蓉城一高的校园在暑假时期空置了很久,满地都是落叶。
叶语莺是去学校图书室还书的,在空荡的街道上遇到的林知砚,他们事先越好的。
平时印象里林知砚都是穿着校服的样子,但是再高的颜值也不如他穿常服好看。
他穿着天蓝色衬衫,背影瘦削,和往常一样,干净淡然。
成绩放榜的那天,听说他顺利地考进全省前列,国内最好的大学毫无悬念。
“叶语莺。”
耳边传来一声低沉的呼唤,她脚踩着枯叶,看到林知砚不同寻常的身影,一时间觉得有些陌生。
她看着眼前的人,有很短暂的一瞬,也在想象自己高考之后的模样,是否也如此风华正茂。
她对两年后的自己充满向往。
“恭喜啊,毕业了。”她开口,声音却比想象中要轻,带着些难以描述的感慨。
林知砚微微点头,唇角含着一丝浅浅的笑。他手里提着一个旧木盒,像是随意拎着,没有赋予这个盒子宏大的含义。

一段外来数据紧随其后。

//! Face-to-student assignment over a similarity matrix.
//!
//! Two versioned policies exist. `greedy-v1` is the production policy and
//! the default: faces are taken in detection order, each claims its single
//! best-scoring student if that student is still free and the score clears
//! the threshold, and a face whose top choice is already taken gets nothing.
//! There is no fallback to a second-best student. This is order-dependent and
//! not globally optimal, and it must stay that way: changing it changes who
//! gets attendance credit.
//!
//! `optimal-v1` maximises the total similarity of accepted pairs instead. It
//! is only used when a caller asks for it by name, and every report records
//! which policy produced it.

use std::fmt;
use std::str::FromStr;

use serde::{Deserialize, Serialize};

use crate::scorer::SimilarityMatrix;

/// A resolved (face row, roster column) pair.
#[derive(Debug, Clone, Copy, PartialEq)]
pub struct Pair {
    pub row: usize,
    pub col: usize,
    pub score: f32,
}

/// Injective partial matching between matrix rows and columns.
#[derive(Debug, Clone, Default, PartialEq)]
pub struct Resolution {
    /// Accepted pairs, ascending by row.
    pub pairs: Vec<Pair>,
    /// Rows with no pair, ascending.
    pub unmatched_rows: Vec<usize>,
}

/// Strategy for turning a similarity matrix into face/student pairs.
pub trait Resolver {
    fn resolve(&self, matrix: &SimilarityMatrix, threshold: f32) -> Resolution;
}

/// Selectable, versioned matching policy.
#[derive(Debug, Clone, Copy, Default, PartialEq, Eq, Hash, Serialize, Deserialize)]
pub enum MatchAlgorithm {
    #[default]
    #[serde(rename = "greedy-v1")]
    GreedyV1,
    #[serde(rename = "optimal-v1")]
    OptimalV1,
}

impl MatchAlgorithm {
    pub fn as_str(&self) -> &'static str {
        match self {
            MatchAlgorithm::GreedyV1 => "greedy-v1",
            MatchAlgorithm::OptimalV1 => "optimal-v1",
        }
    }

    pub fn resolver(&self) -> &'static dyn Resolver {
        match self {
            MatchAlgorithm::GreedyV1 => &GreedyResolver,
            MatchAlgorithm::OptimalV1 => &OptimalResolver,
        }
    }
}

impl fmt::Display for MatchAlgorithm {
    fn fmt(&self, f: &mut fmt::Formatter<'_>) -> fmt::Result {
        f.write_str(self.as_str())
    }
}

impl FromStr for MatchAlgorithm {
    type Err = String;

    fn from_str(s: &str) -> Result<Self, Self::Err> {
        match s {
            "greedy-v1" => Ok(MatchAlgorithm::GreedyV1),
            "optimal-v1" => Ok(MatchAlgorithm::OptimalV1),
            other => Err(format!(
                "unknown match algorithm {other:?} (expected greedy-v1 or optimal-v1)"
            )),
        }
    }
}

/// First-come-first-served greedy matching in detection order.
pub struct GreedyResolver;

impl Resolver for GreedyResolver {
    fn resolve(&self, matrix: &SimilarityMatrix, threshold: f32) -> Resolution {
        let mut consumed = vec![false; matrix.cols()];
        let mut resolution = Resolution::default();

        for row in 0..matrix.rows() {
            let Some((col, best)) = first_max(matrix.row(row).iter().copied()) else {
                resolution.unmatched_rows.push(row);
                continue;
            };

            if best < threshold {
                tracing::trace!(row, col, score = best, "best score below threshold");
                resolution.unmatched_rows.push(row);
            } else if consumed[col] {
                // No fallback to the next-best column.
                tracing::trace!(row, col, score = best, "best candidate already claimed");
                resolution.unmatched_rows.push(row);
            } else {
                consumed[col] = true;
                resolution.pairs.push(Pair { row, col, score: best });
            }
        }

        resolution
    }
}

/// Index and value of the strictly highest score; the first one wins ties.
fn first_max(scores: impl Iterator<Item = f32>) -> Option<(usize, f32)> {
    let mut best: Option<(usize, f32)> = None;
    for (i, s) in scores.enumerate() {
        match best {
            Some((_, b)) if s > b => best = Some((i, s)),
            None if !s.is_nan() => best = Some((i, s)),
            _ => {}
        }
    }
    best
}

/// Maximum-weight bipartite assignment (Hungarian method) over pairs whose
/// score clears the threshold.
pub struct OptimalResolver;

impl Resolver for OptimalResolver {
    fn resolve(&self, matrix: &SimilarityMatrix, threshold: f32) -> Resolution {
        let (rows, cols) = (matrix.rows(), matrix.cols());
        let weight = |r: usize, c: usize| -> f64 {
            match matrix.get(r, c) {
                Some(s) if s >= threshold => f64::from(s),
                _ => 0.0,
            }
        };

        let assigned: Vec<(usize, usize)> = if rows == 0 || cols == 0 {
            Vec::new()
        } else if rows <= cols {
            hungarian_min_cost(rows, cols, |i, j| -weight(i, j))
        } else {
            hungarian_min_cost(cols, rows, |i, j| -weight(j, i))
                .into_iter()
                .map(|(c, r)| (r, c))
                .collect()
        };

        let mut row_to_col: Vec<Option<usize>> = vec![None; rows];
        for (r, c) in assigned {
            // Pairs below threshold carry zero weight; an assignment there
            // is the same as no assignment.
            if matches!(matrix.get(r, c), Some(s) if s >= threshold) {
                row_to_col[r] = Some(c);
            }
        }

        let mut resolution = Resolution::default();
        for (row, col) in row_to_col.into_iter().enumerate() {
            match col.and_then(|c| matrix.get(row, c).map(|s| (c, s))) {
                Some((col, score)) => resolution.pairs.push(Pair { row, col, score }),
                None => resolution.unmatched_rows.push(row),
            }
        }
        resolution
    }
}

/// Minimum-cost assignment of every one of `n` rows to a distinct one of
/// `m ≥ n` columns, using the potentials formulation of the Hungarian method.
/// Returns (row, col) pairs.
fn hungarian_min_cost(n: usize, m: usize, cost: impl Fn(usize, usize) -> f64) -> Vec<(usize, usize)> {
    debug_assert!(n <= m);
    // 1-based internally; index 0 is the virtual column.
    let mut u = vec![0.0f64; n + 1];
    let mut v = vec![0.0f64; m + 1];
    let mut p = vec![0usize; m + 1];
    let mut way = vec![0usize; m + 1];

    for i in 1..=n {
        p[0] = i;
        let mut j0 = 0usize;
        let mut minv = vec![f64::INFINITY; m + 1];
        let mut used = vec![false; m + 1];

        loop {
            used[j0] = true;
            let i0 = p[j0];
            let mut delta = f64::INFINITY;
            let mut j1 = 0usize;

            for j in 1..=m {
                if used[j] {
                    continue;
                }
                let cur = cost(i0 - 1, j - 1) - u[i0] - v[j];
                if cur < minv[j] {
                    minv[j] = cur;
                    way[j] = j0;
                }
                if minv[j] < delta {
                    delta = minv[j];
                    j1 = j;
                }
            }

            for j in 0..=m {
                if used[j] {
                    u[p[j]] += delta;
                    v[j] -= delta;
                } else {
                    minv[j] -= delta;
                }
            }

            j0 = j1;
            if p[j0] == 0 {
                break;
            }
        }

        loop {
            let j1 = way[j0];
            p[j0] = p[j1];
            j0 = j1;
            if j0 == 0 {
                break;
            }
        }
    }

    (1..=m)
        .filter(|&j| p[j] != 0)
        .map(|j| (p[j] - 1, j - 1))
        .collect()
}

他冷漠的神情却在面对她时收敛了几分:“这是给你的礼物。”
他把布谷钟放在路旁的长凳上,将上面的落叶用手拂开。
木质的钟身在阳光下泛着温润的光泽,带着淡淡的古物件特有的深沉木香。
“礼物?”她有些不解,甚至手足无措起来,“你毕业,应该是我送你礼物才对。”
“我不讲究这些。”
林知砚唇角弯起,却没有解释太多:“是一个布谷钟,应该有些年头了,我最近刚把它修好,送给你。”
叶语莺更加困惑,伸手抚过布谷钟被磨平的边缘,却看到他眼神深处藏着一丝不易察觉的温柔。
“为什么要送我这个?”
“算是一个纪念吧。”林知砚顿了顿,似乎想说什么,却终究只是摇摇头,“毕竟我朋友不多,应该有件东西来纪念下友谊的。”
他话音落下,便不再继续。
叶语莺捧着布谷钟,刚好到准点报时。
布谷钟的指针正好指向整点,机械的齿轮“咔嗒”转动,一只木雕的小布谷鸟从暗格里弹了出来,发出清脆的布谷声。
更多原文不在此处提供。